Langley Miniature Models George England 'Prince' 0-4-0ST




The Langley Miniatures Model of 'Prince'


Background

Back in the 1980's, I ventured into modelling in 009 scale. With the advent of recent releases from Bachmann and Peco, the scale has seen somewhat of a revival, so I thought I would dust off some 009 models from my previous 'dabblings' in the scale.
The locomotive described in this article is the Langley Miniature Models George England 'Prince' loco, the prototype of which, is found on the Ffestiniog Railway in North Wales.
At the time of writing, I am aware that Peco, in partnership with the Japanese model railway manufacturer 'Kato' are planning to introduce the loco as a ready-to-run 009 model. I built this model back in 2007, long before the Peco/Kato model was even on the horizon.


The Prototype

Originally named 'The Prince' and renamed to 'Prince' in 1892, it was one of the original steam locomotives built for the Ffestiniog Railway (FR) in 1863. It was rebuilt on several occasions and continued in use, although much modified, until the 1930's.
When the FR closed in 1946 it was left in the works, part way through an overhaul. This allowed it to become the first steam locomotive rebuilt for use on the reopened railway in 1955. In the early years of the line's revival it was an important member of the locomotive fleet and was rebuilt to improve its usefulness. As train sizes have grown, it was used less but is still a regular performer on special trains.
Prince was named in honour of Albert Edward, Prince of Wales (later King Edward VII, 1840-1910) who had recently been married.

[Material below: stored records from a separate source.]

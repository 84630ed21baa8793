//! The audit logger: the write path from an `AuditEvent` to a persisted,
//! possibly signed, `AuditRecord`.
//!
//! Every call to `log` runs the same pipeline:
//!
//!   Config → Push → [Wait → Chain → Sign] → Persist → Pull
//!                                                   ↘ Abort
//!
//! The config read lock is held only across the first two steps, so a
//! config swap can never land between choosing a config and allocating a
//! sequence number under it. Waiting, signing, and persisting run without
//! it.

use std::sync::Arc;

use parking_lot::RwLock;
use tracing::{debug, info, warn};

use tessera_config::{ActiveConfig, ConfigurationManager};
use tessera_contracts::{
    error::{TesseraError, TesseraResult},
    record::{event_types, AuditEvent, AuditRecord},
    signing::SigningConfig,
};
use tessera_core::{
    canonical::chain_input,
    traits::{RecordStore, TimeSource},
    QueueHandle, SequenceQueue,
};

use crate::chain::sign_segment;

/// Auth token, service, and module stamped on scheduler-forced signatures.
pub const SYSTEM_AUTH_TOKEN: &str = "system";
pub const SYSTEM_SERVICE: &str = "tessera";
pub const SCHEDULER_MODULE: &str = "scheduler";

/// Writes audit events for one node.
///
/// The sequence queue is built lazily from the store on the first write and
/// rebuilt after `discard_queue`.
pub struct AuditLogger {
    node_id: String,
    store: Arc<dyn RecordStore>,
    clock: Arc<dyn TimeSource>,
    config: Arc<ConfigurationManager>,
    queue: RwLock<Option<Arc<SequenceQueue>>>,
}

impl AuditLogger {
    pub fn new(
        node_id: impl Into<String>,
        store: Arc<dyn RecordStore>,
        clock: Arc<dyn TimeSource>,
        config: Arc<ConfigurationManager>,
    ) -> Self {
        Self {
            node_id: node_id.into(),
            store,
            clock,
            config,
            queue: RwLock::new(None),
        }
    }

    pub fn node_id(&self) -> &str {
        &self.node_id
    }

    /// Record `event` and return the record as persisted.
    ///
    /// # Errors
    ///
    /// `SystemDisabled` while a reset is in progress. Signing and storage
    /// errors abort the write: its sequence number is given back and the
    /// error is returned.
    pub fn log(&self, event: AuditEvent) -> TesseraResult<AuditRecord> {
        // ── Steps 1-2: pick the config and allocate under it ────────────────
        let (queue, handle, active) = self.config.with_current(|active| {
            let queue = self.queue()?;
            let record = AuditRecord::new(self.node_id.clone(), event, Some(active.id()));
            let handle = queue.push(self.clock.as_ref(), record);
            Ok::<_, TesseraError>((queue, handle, Arc::clone(active)))
        })??;

        // ── Steps 3-6: sign if needed, persist, release ──────────────────────
        match self.sign_and_persist(&queue, &handle, &active) {
            Ok(()) => {
                let record = handle.record();
                queue.pull(handle);
                debug!(
                    node_id = %self.node_id,
                    sequence_number = record.sequence_number,
                    event_type = %record.event_type,
                    signed = record.is_signed(),
                    "audit record written"
                );
                Ok(record)
            }
            Err(e) => {
                let sequence_number = handle.sequence_number();
                warn!(
                    node_id = %self.node_id,
                    sequence_number,
                    error = %e,
                    "audit write failed, aborting"
                );
                if let Err(abort_error) = queue.abort(handle) {
                    // The store now has a gap the validator will report.
                    warn!(
                        node_id = %self.node_id,
                        sequence_number,
                        error = %abort_error,
                        "renumbering after abort failed"
                    );
                }
                Err(e)
            }
        }
    }

    /// Force a signature now by logging a `LOG_SIGN` record.
    ///
    /// Called by the periodic scheduler; also safe to call by hand.
    pub fn sign_now(&self) -> TesseraResult<AuditRecord> {
        let record = self.log(AuditEvent::new(
            event_types::LOG_SIGN,
            SYSTEM_AUTH_TOKEN,
            SYSTEM_SERVICE,
            SCHEDULER_MODULE,
        ))?;
        info!(
            node_id = %self.node_id,
            sequence_number = record.sequence_number,
            "forced signature written"
        );
        Ok(record)
    }

    /// The node's sequence queue, initialized from the store on first use.
    pub fn queue(&self) -> TesseraResult<Arc<SequenceQueue>> {
        if let Some(queue) = self.queue.read().as_ref() {
            return Ok(Arc::clone(queue));
        }

        let mut slot = self.queue.write();
        if let Some(queue) = slot.as_ref() {
            return Ok(Arc::clone(queue));
        }
        let queue = Arc::new(SequenceQueue::initialize(
            self.node_id.clone(),
            Arc::clone(&self.store),
            self.clock.as_ref(),
        )?);
        *slot = Some(Arc::clone(&queue));
        Ok(queue)
    }

    /// Block until every write currently in flight has completed or aborted.
    pub fn drain(&self) {
        let queue = self.queue.read().as_ref().map(Arc::clone);
        if let Some(queue) = queue {
            let latch = queue.drain_latch();
            if latch.count() > 0 {
                info!(node_id = %self.node_id, in_flight = latch.count(), "draining in-flight writes");
            }
            latch.wait();
        }
    }

    /// Forget the sequence queue. The next write rebuilds it from the store.
    pub fn discard_queue(&self) {
        if self.queue.write().take().is_some() {
            debug!(node_id = %self.node_id, "sequence queue discarded");
        }
    }

    fn sign_and_persist(
        &self,
        queue: &SequenceQueue,
        handle: &QueueHandle,
        active: &ActiveConfig,
    ) -> TesseraResult<()> {
        if !will_be_signed(queue, handle, &active.config) {
            return queue.persist(handle, |record| self.store.insert(record));
        }

        // ── Step 3: wait for every earlier in-flight record ──────────────────
        if queue.has_processing_dependencies(handle) {
            handle.wait_for_dependencies();
        }

        // ── Steps 4-5: chain the window and sign ─────────────────────────────
        let predecessors = queue.dependencies(handle);
        let result = sign_segment(&active.token, &chain_input(&predecessors, &handle.record()))
            .and_then(|signature| {
                handle.set_signature(signature);
                queue.persist(handle, |record| self.store.insert(record))
            });

        if result.is_err() {
            queue.requeue(predecessors);
        } else {
            debug!(
                node_id = %self.node_id,
                sequence_number = handle.sequence_number(),
                chained = predecessors.len(),
                config_id = active.id(),
                "record signed"
            );
        }
        result
    }
}

/// A record is signed if it is a meta event, if every record is signed, or
/// if the signing period has elapsed since the last signature.
fn will_be_signed(queue: &SequenceQueue, handle: &QueueHandle, config: &SigningConfig) -> bool {
    if config.signs_every_record() {
        return true;
    }
    let record = handle.record();
    record.is_meta_event() || queue.crosses_signing_boundary(handle, config.frequency_ms)
}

The full history of the locomotive can be found on Wikipedia.


The Model

I purchased this kit back in 2007 although today, it appears that Langley no longer manufactures 009 scale kits.
The kit requires the Ibertren 'Cuckoo' or a Fleischmann chassis to complete. I already had an Ibertren chassis so went with this as the kit seems to be designed for it, whereas it requires modifications to fit the Fleischmann chassis.
This kit is all white metal and I chose to glue it together using Superglue. The kit is supplied with steel wire for handrails and the instructions encourage bending this into holes on the body side but I chose to purchase Markits handrail knobs and fit these to obtain a more reallistic appearance than bent wire could give.
Even though it is a small model, it is made up of 37 pieces! The tender is a one-piece white metal casting, requiring only the chassis frame to be attached. I threw the wheels away because they wobbled badly. I replaced them with some spare Dundas wheels. The tender chassis could do with having proper bearings or even inside axle bearings as the castings were quite poor on one side.
The kit goes together quite well, but filing and some filling is necessary to ensure a smooth finish.


Livery and Painting

My 009 modelling tends to be somewhat 'freelance' and loosly SR based, so I chose to paint 'Prince' in a simple green livery with black chassis.
Being white metal, an undercoat was necessary, onto which I painted Railmatch BR loco green. Being farely uneven and having next to no guidance for any form of lining, I choose not to apply lining. If required, I would suggest that this is best done with transfers.
This kit is fairly primitive and has next to no fittings beyond whistles and handrails and even the former are white metal, requiring painting - which I did with a Humbrol brass paint. The spectacle window frames could benefit from being brass fittings but alas, they are also cast into the white metal and require hand painting with a brass coloured paint.


The Completed Model


Conclusions

By today's standards, I think white metal kits are rather crude, but if carefully filed, fitted together and painted, they can make up into reasonable models.
One major advantage of this model being white metal is that it has considerable weight and combined with the Ibertren chassis, it is actually a really good runner. It does still benefit from the use of a high frequency track cleaner such as Relco or Gaugemaster. I haven't fitted a DCC decoder, although there is probably sufficent space under the saddle and above the motor to fit an ESU Micro or similar.
This loco will service my 009 needs for many years to come.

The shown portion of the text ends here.